** Materials provided **
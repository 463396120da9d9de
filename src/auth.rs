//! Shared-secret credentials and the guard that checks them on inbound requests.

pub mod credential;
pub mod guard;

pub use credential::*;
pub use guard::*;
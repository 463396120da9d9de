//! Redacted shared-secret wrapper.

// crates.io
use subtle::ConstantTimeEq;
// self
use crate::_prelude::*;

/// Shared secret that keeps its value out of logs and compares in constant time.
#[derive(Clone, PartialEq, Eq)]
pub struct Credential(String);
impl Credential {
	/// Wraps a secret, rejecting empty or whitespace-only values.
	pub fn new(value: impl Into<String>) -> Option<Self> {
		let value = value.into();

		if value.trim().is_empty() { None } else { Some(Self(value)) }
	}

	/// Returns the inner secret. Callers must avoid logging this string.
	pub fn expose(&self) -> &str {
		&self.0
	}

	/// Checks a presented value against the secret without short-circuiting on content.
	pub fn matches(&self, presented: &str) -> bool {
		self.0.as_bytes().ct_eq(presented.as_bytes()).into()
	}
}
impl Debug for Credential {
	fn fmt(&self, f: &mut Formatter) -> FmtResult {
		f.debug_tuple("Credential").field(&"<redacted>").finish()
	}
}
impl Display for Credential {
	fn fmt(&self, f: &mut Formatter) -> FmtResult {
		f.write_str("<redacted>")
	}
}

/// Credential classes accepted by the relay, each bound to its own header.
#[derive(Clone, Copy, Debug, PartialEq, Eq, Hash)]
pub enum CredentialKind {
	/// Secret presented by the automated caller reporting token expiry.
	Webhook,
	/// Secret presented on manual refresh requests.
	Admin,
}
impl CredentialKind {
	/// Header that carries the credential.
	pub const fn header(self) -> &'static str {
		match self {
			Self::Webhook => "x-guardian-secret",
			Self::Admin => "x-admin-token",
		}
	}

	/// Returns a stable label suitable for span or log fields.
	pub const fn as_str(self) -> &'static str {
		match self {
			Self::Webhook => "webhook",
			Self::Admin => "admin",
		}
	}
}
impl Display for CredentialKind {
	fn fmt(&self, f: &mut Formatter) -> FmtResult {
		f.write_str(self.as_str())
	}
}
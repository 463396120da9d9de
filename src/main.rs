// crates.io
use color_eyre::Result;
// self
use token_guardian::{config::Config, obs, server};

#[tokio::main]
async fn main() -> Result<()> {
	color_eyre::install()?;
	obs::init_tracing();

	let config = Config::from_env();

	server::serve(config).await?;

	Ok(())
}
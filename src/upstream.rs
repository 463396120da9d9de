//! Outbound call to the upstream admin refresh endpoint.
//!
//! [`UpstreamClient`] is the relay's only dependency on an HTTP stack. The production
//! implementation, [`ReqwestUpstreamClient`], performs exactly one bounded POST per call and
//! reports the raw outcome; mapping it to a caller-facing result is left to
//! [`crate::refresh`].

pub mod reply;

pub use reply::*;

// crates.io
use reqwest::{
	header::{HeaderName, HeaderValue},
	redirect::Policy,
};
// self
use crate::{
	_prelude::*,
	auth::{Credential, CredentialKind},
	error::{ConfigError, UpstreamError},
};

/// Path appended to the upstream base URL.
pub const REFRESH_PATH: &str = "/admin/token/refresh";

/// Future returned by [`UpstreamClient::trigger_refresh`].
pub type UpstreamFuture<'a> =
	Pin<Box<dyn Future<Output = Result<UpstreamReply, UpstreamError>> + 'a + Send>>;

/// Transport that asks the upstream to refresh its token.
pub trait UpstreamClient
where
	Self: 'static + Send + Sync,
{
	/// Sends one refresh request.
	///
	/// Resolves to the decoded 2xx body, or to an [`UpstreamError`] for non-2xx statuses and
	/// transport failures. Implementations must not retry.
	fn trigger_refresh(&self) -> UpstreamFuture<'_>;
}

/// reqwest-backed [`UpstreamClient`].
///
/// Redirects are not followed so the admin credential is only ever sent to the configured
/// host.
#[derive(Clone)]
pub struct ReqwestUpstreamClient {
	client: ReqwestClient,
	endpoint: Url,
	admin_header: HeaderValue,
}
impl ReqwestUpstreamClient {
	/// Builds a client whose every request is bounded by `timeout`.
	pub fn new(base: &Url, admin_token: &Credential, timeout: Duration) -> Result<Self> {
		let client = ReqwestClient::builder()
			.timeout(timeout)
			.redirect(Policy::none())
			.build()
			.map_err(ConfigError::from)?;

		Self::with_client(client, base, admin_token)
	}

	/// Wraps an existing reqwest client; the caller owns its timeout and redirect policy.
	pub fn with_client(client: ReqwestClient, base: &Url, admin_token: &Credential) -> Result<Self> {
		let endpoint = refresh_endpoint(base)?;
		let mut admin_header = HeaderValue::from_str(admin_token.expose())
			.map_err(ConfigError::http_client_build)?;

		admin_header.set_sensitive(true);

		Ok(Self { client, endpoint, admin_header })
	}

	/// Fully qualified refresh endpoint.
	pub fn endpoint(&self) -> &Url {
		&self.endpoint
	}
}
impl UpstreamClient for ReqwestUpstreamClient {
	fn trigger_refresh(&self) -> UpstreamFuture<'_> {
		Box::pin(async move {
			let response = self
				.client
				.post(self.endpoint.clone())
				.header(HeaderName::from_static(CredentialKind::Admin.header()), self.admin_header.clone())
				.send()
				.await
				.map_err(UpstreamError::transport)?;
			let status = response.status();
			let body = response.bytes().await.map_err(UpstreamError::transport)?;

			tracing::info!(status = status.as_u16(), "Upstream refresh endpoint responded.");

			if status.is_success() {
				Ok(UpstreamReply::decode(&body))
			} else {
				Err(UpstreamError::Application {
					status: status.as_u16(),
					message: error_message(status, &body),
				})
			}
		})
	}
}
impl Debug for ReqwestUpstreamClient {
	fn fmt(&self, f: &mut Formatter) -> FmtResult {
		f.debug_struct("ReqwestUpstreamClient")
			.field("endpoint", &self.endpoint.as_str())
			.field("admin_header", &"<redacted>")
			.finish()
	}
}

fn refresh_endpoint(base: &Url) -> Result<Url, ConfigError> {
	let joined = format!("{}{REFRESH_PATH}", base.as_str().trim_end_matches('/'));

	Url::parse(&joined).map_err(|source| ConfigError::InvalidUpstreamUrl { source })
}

** Exercise objective **
Copy each line of the listing that carries the word "bounded".

** Final answer **
//! implementation, [`ReqwestUpstreamClient`], performs exactly one bounded POST per call and
	/// Builds a client whose every request is bounded by `timeout`.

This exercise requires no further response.